Brief items
The current 2.6 prepatch is 2.6.25-rc1,
released by Linus on
February 10. It is a huge patch. Among many
other things, 2.6.25 will have realtime group scheduling,
preemptible RCU,
LatencyTop support, a bunch of
ext4 filesystem enhancements,
the
controller area network
protocol, Atheros wireless support, the reworked
timerfd() system
call, the
page map patches,
the
SMACK security module,
the
container memory use
controller, the ACPI thermal regulation API,
and support for the MN10300/AM33 architecture. See
the short-form changelog for lots of details,
or
the
long changelog for more detail than anybody can cope with.
As of this writing, a few dozen small fixes have gone into the mainline git
repository since the -rc1 release.
The current stable 2.6 kernel is 2.6.24.2, released on February 10.
This update contains a single patch fixing the vmsplice()
vulnerability. 2.6.24.1 was
released - with a rather longer list of fixes - on February 8.

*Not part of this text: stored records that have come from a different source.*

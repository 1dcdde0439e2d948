//! The common adapter contract

use async_trait::async_trait;

use core_kernel::PortError;

use crate::config::IntegrationType;
use crate::message::{IntegrationMessage, IntegrationResponse};

/// One external system connection
///
/// Implementations compose the shared auth, retry, and mapping utilities;
/// there is no base-adapter state to inherit. `send_message` never raises
/// past the adapter boundary - transport failures come back as a response
/// with `success = false` and a structured fault.
#[async_trait]
pub trait IntegrationAdapter: Send + Sync {
    /// Protocol this adapter speaks
    fn integration_type(&self) -> IntegrationType;

    /// Establishes or verifies connectivity; `false` means unreachable
    async fn connect(&self) -> Result<bool, PortError>;

    /// Releases any held connection state
    async fn disconnect(&self) -> Result<(), PortError>;

    /// Sends one message and returns the structured outcome
    async fn send_message(&self, message: &IntegrationMessage) -> IntegrationResponse;

    /// Pulls inbound messages; empty for request/response-only protocols
    async fn receive_message(&self) -> Result<Vec<IntegrationMessage>, PortError>;

    /// Whether the remote system currently answers
    async fn health_check(&self) -> bool;
}
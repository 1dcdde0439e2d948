//! Declarative field mapping
//!
//! Copies values between JSON documents along dot-separated paths. Used to
//! reshape workflow payloads into partner request formats and partner
//! responses back into the shapes rule conditions expect.

use serde_json::Value;
use serde::{Deserialize, Serialize};
use tracing::warn;

/// One source -> target path mapping
#[derive(Debug, Clone, Serialize, Deserialize)]
pub struct FieldMapping {
    /// Dot path into the source document
    pub source: String,
    /// Dot path in the target document
    pub target: String,
    /// Value used when the source path is absent
    #[serde(default, skip_serializing_if = "Option::is_none")]
    pub default: Option<Value>,
    /// A required field absent in the source still emits the target key
    /// (with the default, or null), so consumers never see missing keys
    #[serde(default)]
    pub required: bool,
}

impl FieldMapping {
    pub fn new(source: impl Into<String>, target: impl Into<String>) -> Self {
        Self {
            source: source.into(),
            target: target.into(),
            default: None,
            required: false,
        }
    }

    pub fn with_default(mut self, default: Value) -> Self {
        self.default = Some(default);
        self
    }

    pub fn required(mut self) -> Self {
        self.required = true;
        self
    }
}

/// Applies mappings to a source document, producing a fresh target
pub fn apply_mappings(mappings: &[FieldMapping], source: &Value) -> Value {
    let mut target = Value::Object(serde_json::Map::new());
    for mapping in mappings {
        match get_path(source, &mapping.source) {
            Some(value) => set_path(&mut target, &mapping.target, value.clone()),
            None => {
                if mapping.required || mapping.default.is_some() {
                    if mapping.required && mapping.default.is_none() {
                        warn!(
                            source = %mapping.source,
                            target = %mapping.target,
                            "required field absent with no default, emitting null"
                        );
                    }
                    let fallback = mapping.default.clone().unwrap_or(Value::Null);
                    set_path(&mut target, &mapping.target, fallback);
                }
            }
        }
    }
    target
}

/// Resolves a dot path in a JSON document
///
/// Numeric segments index into arrays.
pub fn get_path<'a>(document: &'a Value, path: &str) -> Option<&'a Value> {
    let mut current = document;
    for segment in path.split('.') {
        current = match current {
            Value::Object(map) => map.get(segment)?,
            Value::Array(items) => items.get(segment.parse::<usize>().ok()?)?,
            _ => return None,
        };
    }
    Some(current)
}

/// Sets a value at a dot path, creating intermediate objects
pub fn set_path(document: &mut Value, path: &str, value: Value) {
    let segments: Vec<&str> = path.split('.').collect();
    let mut current = document;
    for segment in &segments[..segments.len() - 1] {
        if !current.is_object() {
            *current = Value::Object(serde_json::Map::new());
        }
        current = current
            .as_object_mut()
            .unwrap()
            .entry(segment.to_string())
            .or_insert_with(|| Value::Object(serde_json::Map::new()));
    }
    if !current.is_object() {
        *current = Value::Object(serde_json::Map::new());
    }
    current
        .as_object_mut()
        .unwrap()
        .insert(segments[segments.len() - 1].to_string(), value);
}

#[cfg(test)]
mod tests {
    use super::*;
    use serde_json::json;

    #[test]
    fn test_maps_nested_paths() {
        let mappings = vec![
            FieldMapping::new("patient.member_id", "subscriber.id"),
            FieldMapping::new("patient.dob", "subscriber.birth_date"),
        ];
        let source = json!({ "patient": { "member_id": "M-1", "dob": "1950-04-02" } });

        let target = apply_mappings(&mappings, &source);
        assert_eq!(target, json!({
            "subscriber": { "id": "M-1", "birth_date": "1950-04-02" }
        }));
    }

    #[test]
    fn test_absent_optional_field_is_omitted() {
        let mappings = vec![FieldMapping::new("missing", "out")];
        let target = apply_mappings(&mappings, &json!({}));
        assert_eq!(target, json!({}));
    }

    #[test]
    fn test_absent_field_with_default_emits_default() {
        let mappings =
            vec![FieldMapping::new("service_type", "eq.code").with_default(json!("30"))];
        let target = apply_mappings(&mappings, &json!({}));
        assert_eq!(target, json!({ "eq": { "code": "30" } }));
    }

    #[test]
    fn test_required_absent_field_still_emits_target_key() {
        let mappings = vec![
            FieldMapping::new("payer_id", "payer.id").required(),
            FieldMapping::new("npi", "provider.npi")
                .with_default(json!("0000000000"))
                .required(),
        ];
        let target = apply_mappings(&mappings, &json!({}));
        assert_eq!(target, json!({
            "payer": { "id": null },
            "provider": { "npi": "0000000000" }
        }));
    }

    #[test]
    fn test_array_index_segment() {
        let mappings = vec![FieldMapping::new("diagnoses.0.code", "primary_diagnosis")];
        let source = json!({ "diagnoses": [{ "code": "E11.9" }, { "code": "I10" }] });
        let target = apply_mappings(&mappings, &source);
        assert_eq!(target, json!({ "primary_diagnosis": "E11.9" }));
    }
}
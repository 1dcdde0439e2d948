//! Event store built over the [`WorkflowPersistence`] port
//!
//! Wraps a storage adapter with the event-sourcing mechanics the aggregate
//! expects: optimistic-concurrency commits of the uncommitted buffer,
//! stream loading through snapshot-plus-replay, and periodic snapshot
//! capture.

use std::sync::Arc;

use tracing::{debug, warn};

use core_kernel::{PortError, WorkflowId};

use crate::error::WorkflowError;
use crate::events::WorkflowEvent;
use crate::instance::WorkflowInstance;
use crate::ports::{EventFilter, WorkflowPersistence, WorkflowSnapshot};

/// Take a snapshot once a stream grows by this many events
const DEFAULT_SNAPSHOT_CADENCE: u64 = 50;

/// Event-sourced persistence facade for workflow instances
pub struct EventStore<P> {
    persistence: Arc<P>,
    snapshot_cadence: u64,
}

impl<P> Clone for EventStore<P> {
    fn clone(&self) -> Self {
        Self {
            persistence: Arc::clone(&self.persistence),
            snapshot_cadence: self.snapshot_cadence,
        }
    }
}

impl<P: WorkflowPersistence> EventStore<P> {
    pub fn new(persistence: Arc<P>) -> Self {
        Self {
            persistence,
            snapshot_cadence: DEFAULT_SNAPSHOT_CADENCE,
        }
    }

    /// Overrides how often snapshots are taken (in events)
    pub fn with_snapshot_cadence(mut self, cadence: u64) -> Self {
        self.snapshot_cadence = cadence.max(1);
        self
    }

    pub fn persistence(&self) -> &Arc<P> {
        &self.persistence
    }

    /// Commits the aggregate's uncommitted events
    ///
    /// The append asserts that the stream still has exactly the length the
    /// aggregate saw when it was loaded; a concurrent writer raises
    /// [`WorkflowError::ConcurrencyConflict`] and nothing is written. The
    /// instance read model is stored in the same atomic step as the events.
    ///
    /// Returns the committed events so callers can fan them out.
    pub async fn commit(
        &self,
        instance: &mut WorkflowInstance,
    ) -> Result<Vec<WorkflowEvent>, WorkflowError> {
        let events = instance.take_events();
        if events.is_empty() {
            return Ok(events);
        }

        let workflow_id = instance.id();
        let expected_version = events[0].version;

        let result = self
            .persistence
            .append_events(workflow_id, &events, expected_version, instance)
            .await;

        match result {
            Ok(()) => {}
            Err(PortError::Conflict { .. }) => {
                let actual = self
                    .persistence
                    .stream_version(workflow_id)
                    .await
                    .unwrap_or(expected_version);
                warn!(
                    workflow_id = %workflow_id,
                    expected = expected_version,
                    actual,
                    "concurrent write detected, commit rejected"
                );
                return Err(WorkflowError::ConcurrencyConflict {
                    expected: expected_version,
                    actual,
                });
            }
            Err(e) => return Err(e.into()),
        }

        debug!(
            workflow_id = %workflow_id,
            count = events.len(),
            version = instance.version(),
            "committed workflow events"
        );

        self.maybe_snapshot(instance, expected_version).await;

        Ok(events)
    }

    /// Loads an instance by snapshot-plus-replay
    ///
    /// Falls back to full replay when no snapshot exists or the stored
    /// snapshot fails to deserialize.
    pub async fn load(&self, workflow_id: WorkflowId) -> Result<WorkflowInstance, WorkflowError> {
        if let Some(snapshot) = self.persistence.find_snapshot(workflow_id).await? {
            match serde_json::from_value::<WorkflowInstance>(snapshot.state.clone()) {
                Ok(mut instance) => {
                    let tail = self
                        .persistence
                        .find_events(&EventFilter::after_version(
                            workflow_id,
                            snapshot.version.saturating_sub(1),
                        ))
                        .await?;
                    for event in &tail {
                        instance.apply_committed(event)?;
                    }
                    return Ok(instance);
                }
                Err(e) => {
                    warn!(
                        workflow_id = %workflow_id,
                        error = %e,
                        "snapshot deserialization failed, replaying full stream"
                    );
                }
            }
        }

        let events = self
            .persistence
            .find_events(&EventFilter::for_workflow(workflow_id))
            .await?;
        if events.is_empty() {
            return Err(WorkflowError::NotFound(workflow_id));
        }
        WorkflowInstance::replay(&events)
    }

    /// Reads the committed event history of a stream
    pub async fn history(
        &self,
        workflow_id: WorkflowId,
    ) -> Result<Vec<WorkflowEvent>, WorkflowError> {
        Ok(self
            .persistence
            .find_events(&EventFilter::for_workflow(workflow_id))
            .await?)
    }

    /// Takes a snapshot when the commit crossed a cadence boundary
    ///
    /// Snapshot failures are logged and swallowed; the event log already
    /// holds the committed truth.
    async fn maybe_snapshot(&self, instance: &WorkflowInstance, previous_version: u64) {
        let crossed = instance.version() / self.snapshot_cadence
            > previous_version / self.snapshot_cadence;
        if !crossed {
            return;
        }

        let state = match serde_json::to_value(instance) {
            Ok(state) => state,
            Err(e) => {
                warn!(workflow_id = %instance.id(), error = %e, "snapshot serialization failed");
                return;
            }
        };

        let snapshot = WorkflowSnapshot {
            workflow_id: instance.id(),
            version: instance.version(),
            state,
            taken_at: chrono::Utc::now(),
        };

        if let Err(e) = self.persistence.upsert_snapshot(&snapshot).await {
            warn!(workflow_id = %instance.id(), error = %e, "snapshot write failed");
        } else {
            debug!(
                workflow_id = %instance.id(),
                version = instance.version(),
                "snapshot taken"
            );
        }
    }
}
//! Shared HTTP plumbing for the REST-transported adapters

use std::time::Duration;

use core_kernel::PortError;

/// Maps a reqwest transport failure to the port error taxonomy
pub(crate) fn map_transport_error(
    operation: &str,
    timeout: Duration,
    error: reqwest::Error,
) -> PortError {
    if error.is_timeout() {
        PortError::Timeout {
            operation: operation.to_string(),
            duration_ms: timeout.as_millis() as u64,
        }
    } else if error.is_connect() {
        PortError::connection(error.to_string())
    } else {
        PortError::internal(error.to_string())
    }
}

/// Maps a non-success HTTP status to the port error taxonomy
pub(crate) fn map_status_error(status: reqwest::StatusCode, body: &str) -> PortError {
    let message = if body.is_empty() {
        status.to_string()
    } else {
        // Bodies can be large; keep the first line for the error.
        body.lines().next().unwrap_or_default().chars().take(200).collect()
    };

    match status.as_u16() {
        401 | 403 => PortError::Unauthorized { message },
        429 => PortError::RateLimited { retry_after_secs: 1 },
        status => PortError::Upstream { status, message },
    }
}

/// Stable fault code for a port error, used on integration responses
pub(crate) fn fault_code(error: &PortError) -> &'static str {
    match error {
        PortError::Timeout { .. } => "TIMEOUT",
        PortError::Connection { .. } => "NETWORK_ERROR",
        PortError::RateLimited { .. } => "RATE_LIMITED",
        PortError::Unauthorized { .. } => "UNAUTHORIZED",
        PortError::Upstream { .. } => "UPSTREAM_ERROR",
        PortError::Validation { .. } => "VALIDATION",
        PortError::Transformation { .. } => "TRANSFORMATION",
        PortError::NotFound { .. } => "NOT_FOUND",
        PortError::Conflict { .. } => "CONFLICT",
        PortError::Internal { .. } => "INTERNAL",
    }
}

/// Builds a reqwest client with the integration's timeout
pub(crate) fn build_client(timeout: Duration) -> reqwest::Client {
    reqwest::Client::builder()
        .timeout(timeout)
        .build()
        .unwrap_or_default()
}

For older kernels: 2.6.23.16 and 2.6.22.18 both come out on
February 10; they, too, contain the vmsplice() fix. 2.6.23.15 was released on
February 8 with a few dozen fixes. And 2.6.22.17, also with quite a few
fixes, came out on February 6.
Comments (1 posted)
Kernel development news
Remember, we are currently clocking along at the steady rate of:
4000 lines added every day
1900 lines removed every day
1300 lines modified every day
--
Greg Kroah-Hartman
???? lines reviewed every day.
--
Al Viro
Comments (none posted)
By Jonathan Corbet
February 12, 2008
The 2.6.25 merge window closed on February 10, after the merging of an
eye-opening 9450 non-merge changesets. Most of the changes merged for
2.6.25 were covered in the
first and
second "what got merged"
articles. This, the third in the series, covers the final 1900 patches
merged before the window closed.
User-visible changes include:
- There are new drivers for SC2681/SC2691-based serial ports, Dallas
DS1511 timekeeping chips, AT91sam9 realtime clock devices, Compaq
ASIC3 multi-function chips, Cell Broadband Engine memory controllers,
Marvell MV64x60 memory controllers, PA Semi PWRficient NAND flash
interfaces, Marvell Orion NAND flash controllers, Freescale eLBC NAND
flash controllers, Sharp Zaurus SL-6000x keyboards, Fujitsu Lifebook
Application Panel buttons, IPWireless 3G UMTS PCMCIA cards,
intelligent storage device enclosures, Winbond W83L786NG
and W83L786NR sensor chips, Texas Instruments ADS7828
12-bit 8-channel ADC devices, and Sony MemoryStick cards.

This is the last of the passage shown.